"Working with a bunch of actors is like trying to tune each violin"
About this Quote
Leconte’s specific intent is to normalize the director’s most unglamorous work. Audiences tend to imagine directing as grand vision. He frames it as micro-engineering, a craft of incremental alignment. Subtext: actors are instruments, but they’re also instrument-makers, arriving with their own tuning systems - training, taste, fears about looking foolish, the protective armor of technique. “Each violin” hints at radical individuality. There is no universal knob you can turn.

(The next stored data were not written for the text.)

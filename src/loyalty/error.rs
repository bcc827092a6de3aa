use axum::{
    http::StatusCode,
    response::{IntoResponse, Response},
    Json,
};
use serde_json::json;

/// Error types for loyalty operations
#[derive(Debug, thiserror::Error)]
pub enum LoyaltyError {
    #[error("Database error: {0}")]
    DatabaseError(String),

    #[error("User not found")]
    UserNotFound,

    #[error("Loyalty level not found")]
    LevelNotFound,

    #[error("Loyalty level with that name or threshold already exists")]
    DuplicateLevel,

    #[error("No loyalty levels configured")]
    NoLevelsConfigured,

    #[error("Reward already claimed")]
    RewardAlreadyClaimed,

    #[error("Validation error: {0}")]
    ValidationError(String),
}

impl From<sqlx::Error> for LoyaltyError {
    fn from(err: sqlx::Error) -> Self {
        if let sqlx::Error::Database(db_err) = &err {
            if db_err.is_unique_violation() {
                return LoyaltyError::DuplicateLevel;
            }
        }
        LoyaltyError::DatabaseError(err.to_string())
    }
}

impl IntoResponse for LoyaltyError {
    fn into_response(self) -> Response {
        let (status, error_message) = match self {
            LoyaltyError::DatabaseError(msg) => {
                tracing::error!("Loyalty database error: {}", msg);
                (
                    StatusCode::INTERNAL_SERVER_ERROR,
                    "A database error occurred".to_string(),
                )
            }
            LoyaltyError::UserNotFound => (StatusCode::NOT_FOUND, self.to_string()),
            LoyaltyError::LevelNotFound => (StatusCode::NOT_FOUND, self.to_string()),
            LoyaltyError::DuplicateLevel => (StatusCode::CONFLICT, self.to_string()),
            LoyaltyError::NoLevelsConfigured => {
                (StatusCode::INTERNAL_SERVER_ERROR, self.to_string())
            }
            LoyaltyError::RewardAlreadyClaimed => (StatusCode::CONFLICT, self.to_string()),
            LoyaltyError::ValidationError(msg) => (StatusCode::BAD_REQUEST, msg),
        };

        let body = Json(json!({
            "error": error_message,
        }));

        (status, body).into_response()
    }
}
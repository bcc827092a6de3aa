use rust_decimal::Decimal;
use sqlx::PgPool;

use crate::auth::models::Role;
use crate::error::ApiError;
use crate::users::models::AdminUserView;

const ADMIN_VIEW_COLUMNS: &str =
    "id, email, role, email_verified, loyalty_points, lifetime_points, order_count, \
     date_of_birth, birthday_discount_value, birthday_discount_type, referral_code, \
     has_linked_socials, has_left_review, created_at";

/// Repository for admin-side user management
#[derive(Clone)]
pub struct UsersAdminRepository {
    pool: PgPool,
}

impl UsersAdminRepository {
    /// Create a new UsersAdminRepository
    pub fn new(pool: PgPool) -> Self {
        Self { pool }
    }

    /// List users for the management screens
    pub async fn list_users(&self) -> Result<Vec<AdminUserView>, ApiError> {
        let sql = format!("SELECT {} FROM users ORDER BY id", ADMIN_VIEW_COLUMNS);

        let users = sqlx::query_as::<_, AdminUserView>(&sql)
            .fetch_all(&self.pool)
            .await?;

        Ok(users)
    }

    /// Fetch one user for the management screens
    pub async fn get_user(&self, id: i32) -> Result<AdminUserView, ApiError> {
        let sql = format!("SELECT {} FROM users WHERE id = $1", ADMIN_VIEW_COLUMNS);

        sqlx::query_as::<_, AdminUserView>(&sql)
            .bind(id)
            .fetch_optional(&self.pool)
            .await?
            .ok_or_else(|| ApiError::NotFound {
                resource: "User".to_string(),
                id: id.to_string(),
            })
    }

    /// Change a user's role
    pub async fn set_role(&self, id: i32, role: Role) -> Result<AdminUserView, ApiError> {
        let sql = format!(
            "UPDATE users SET role = $1 WHERE id = $2 RETURNING {}",
            ADMIN_VIEW_COLUMNS
        );

        sqlx::query_as::<_, AdminUserView>(&sql)
            .bind(role)
            .bind(id)
            .fetch_optional(&self.pool)
            .await?
            .ok_or_else(|| ApiError::NotFound {
                resource: "User".to_string(),
                id: id.to_string(),
            })
    }

    /// Grant (or replace) a one-shot birthday discount
    pub async fn grant_birthday_discount(
        &self,
        id: i32,
        value: Decimal,
        discount_type: &str,
    ) -> Result<AdminUserView, ApiError> {
        let sql = format!(
            "UPDATE users \
             SET birthday_discount_value = $1, birthday_discount_type = $2 \
             WHERE id = $3 RETURNING {}",
            ADMIN_VIEW_COLUMNS
        );

        sqlx::query_as::<_, AdminUserView>(&sql)
            .bind(value)
            .bind(discount_type)
            .bind(id)
            .fetch_optional(&self.pool)
            .await?
            .ok_or_else(|| ApiError::NotFound {
                resource: "User".to_string(),
                id: id.to_string(),
            })
    }

    /// Mark a user's email as verified
    pub async fn set_email_verified(&self, id: i32) -> Result<AdminUserView, ApiError> {
        let sql = format!(
            "UPDATE users SET email_verified = TRUE WHERE id = $1 RETURNING {}",
            ADMIN_VIEW_COLUMNS
        );

        sqlx::query_as::<_, AdminUserView>(&sql)
            .bind(id)
            .fetch_optional(&self.pool)
            .await?
            .ok_or_else(|| ApiError::NotFound {
                resource: "User".to_string(),
                id: id.to_string(),
            })
    }
}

Contextually, coming from a French director associated with performance-driven cinema, it reads like a practical credo. French film culture often prizes naturalism and idiosyncratic presence; that ideal demands precision, not control. The metaphor also carries a gentle warning about collaboration: you can’t bully wood and strings into warmth. You coax it. Tuning isn’t censorship; it’s the precondition for music. The line lands because it makes the director’s authority feel less like domination and more like responsibility - the kind that’s earned, ear by ear.
Quote Details
| Topic | Team Building |
|---|---|
| Source | Help us find the source |
| Cite |
Citation Formats
APA Style (7th ed.)
Leconte, Patrice. (2026, January 15). Working with a bunch of actors is like trying to tune each violin. FixQuotes. https://fixquotes.com/quotes/working-with-a-bunch-of-actors-is-like-trying-to-166450/
Chicago Style
Leconte, Patrice. "Working with a bunch of actors is like trying to tune each violin." FixQuotes. January 15, 2026. https://fixquotes.com/quotes/working-with-a-bunch-of-actors-is-like-trying-to-166450/.
MLA Style (9th ed.)
"Working with a bunch of actors is like trying to tune each violin." FixQuotes, 15 Jan. 2026, https://fixquotes.com/quotes/working-with-a-bunch-of-actors-is-like-trying-to-166450/. Accessed 12 Feb. 2026.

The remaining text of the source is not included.